Le Conseil d’État rappelle que, pour l’application de la taxe annuelle sur les locaux à usage de bureaux, il convient de se référer à l’utilisation effective des locaux au 1er janvier de l’année d’imposition. Sont considérés comme bureaux les locaux effectivement utilisés comme tels, indépendamment de la nature commerciale ou non de l’activité de l’exploitant. Il ressort des pièces du dossier que Deskopolitan propose à ses clients, outre la mise à disposition d’espaces de travail, des services complémentaires (accueil, conciergerie, espaces de convivialité, bien-être, etc.). Toutefois, les locaux sont effectivement utilisés comme bureaux par les clients, équipés pour cet usage. Le Conseil d’État précise que la circonstance que l’activité de Deskopolitan soit de nature commerciale n’a pas d’incidence sur la qualification des locaux. Ce qui importe, c’est l’usage effectif des locaux, qui demeure celui de bureaux.
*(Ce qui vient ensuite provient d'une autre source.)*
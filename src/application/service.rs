use crate::domain::{
    format_cents, parse_amount, Cents, Clock, Ledger, LedgerError, SystemClock, Transaction,
    TransactionKind,
};

use super::{AppError, WalletView};

/// Application service wrapping a single wallet's ledger.
/// This is the primary interface for any front end (interactive session, replay, tests).
pub struct WalletService<C: Clock = SystemClock> {
    ledger: Ledger<C>,
}

impl WalletService<SystemClock> {
    /// Start a session with the given opening balance.
    pub fn new(opening_balance: Cents) -> Result<Self, AppError> {
        Self::with_clock(opening_balance, SystemClock)
    }
}

impl<C: Clock> WalletService<C> {
    pub fn with_clock(opening_balance: Cents, clock: C) -> Result<Self, AppError> {
        let ledger = Ledger::with_clock(opening_balance, clock)?;
        tracing::debug!(
            opening_balance = %format_cents(opening_balance),
            "wallet session started"
        );
        Ok(Self { ledger })
    }

    pub fn ledger(&self) -> &Ledger<C> {
        &self.ledger
    }

    pub fn balance(&self) -> Cents {
        self.ledger.balance()
    }

    /// Snapshot of the wallet for rendering.
    pub fn view(&self) -> WalletView {
        WalletView::from_ledger(&self.ledger)
    }

    // ========================
    // Raw input
    // ========================

    /// Parse `input` and deposit it.
    pub fn deposit(&mut self, input: &str) -> Result<Transaction, AppError> {
        self.submit(TransactionKind::Deposit, input)
    }

    /// Parse `input` and withdraw it.
    pub fn withdraw(&mut self, input: &str) -> Result<Transaction, AppError> {
        self.submit(TransactionKind::Withdrawal, input)
    }

    /// Parse `input` and apply it as a transaction of the given kind.
    pub fn submit(&mut self, kind: TransactionKind, input: &str) -> Result<Transaction, AppError> {
        let amount_cents = parse_amount(input).inspect_err(|e| {
            tracing::warn!(%kind, input, error = %e, "rejected amount input");
        })?;
        self.apply(kind, amount_cents)
    }

    // ========================
    // Parsed amounts
    // ========================

    pub fn deposit_cents(&mut self, amount_cents: Cents) -> Result<Transaction, AppError> {
        self.apply(TransactionKind::Deposit, amount_cents)
    }

    pub fn withdraw_cents(&mut self, amount_cents: Cents) -> Result<Transaction, AppError> {
        self.apply(TransactionKind::Withdrawal, amount_cents)
    }

    fn apply(
        &mut self,
        kind: TransactionKind,
        amount_cents: Cents,
    ) -> Result<Transaction, AppError> {
        let result = match kind {
            TransactionKind::Deposit => self.ledger.deposit(amount_cents),
            TransactionKind::Withdrawal => self.ledger.withdraw(amount_cents),
        };

        match result {
            Ok(transaction) => {
                tracing::info!(
                    id = %transaction.id,
                    %kind,
                    amount = %format_cents(amount_cents),
                    balance = %format_cents(self.ledger.balance()),
                    "transaction recorded"
                );
                Ok(transaction)
            }
            Err(e) => {
                log_rejection(kind, amount_cents, &e);
                Err(e.into())
            }
        }
    }
}

fn log_rejection(kind: TransactionKind, amount_cents: Cents, error: &LedgerError) {
    tracing::warn!(
        %kind,
        amount = %format_cents(amount_cents),
        error = %error,
        "transaction rejected"
    );
}
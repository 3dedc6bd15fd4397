pub mod replay;

pub use replay::*;
pub mod application;
pub mod cli;
pub mod domain;
pub mod io;

pub use application::WalletService;
pub use domain::*;
//! Shared component and value types for the cubefield demo.
//!
//! One matrix type (`glam::Mat4`) is used everywhere: transforms, camera
//! matrices and GPU uploads all share the same column-major layout.

mod types;

pub use types::{CameraData, ColorRgb, FORWARD, LocalToWorld, Position, RIGHT, Rotation, UP};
Les moyens tirés d’une prétendue erreur de droit ou d’une dénaturation des faits par la cour administrative d’appel sont écartés, car ils portent sur des motifs surabondants.

Solution

Le Conseil d’État rejette le pourvoi de la société Deskodine. Les locaux litigieux doivent être qualifiés de bureaux au sens de l’article 231 ter du CGI, et la taxe annuelle est donc due. La demande de mise à la charge de l’État des frais irrépétibles est également rejetée.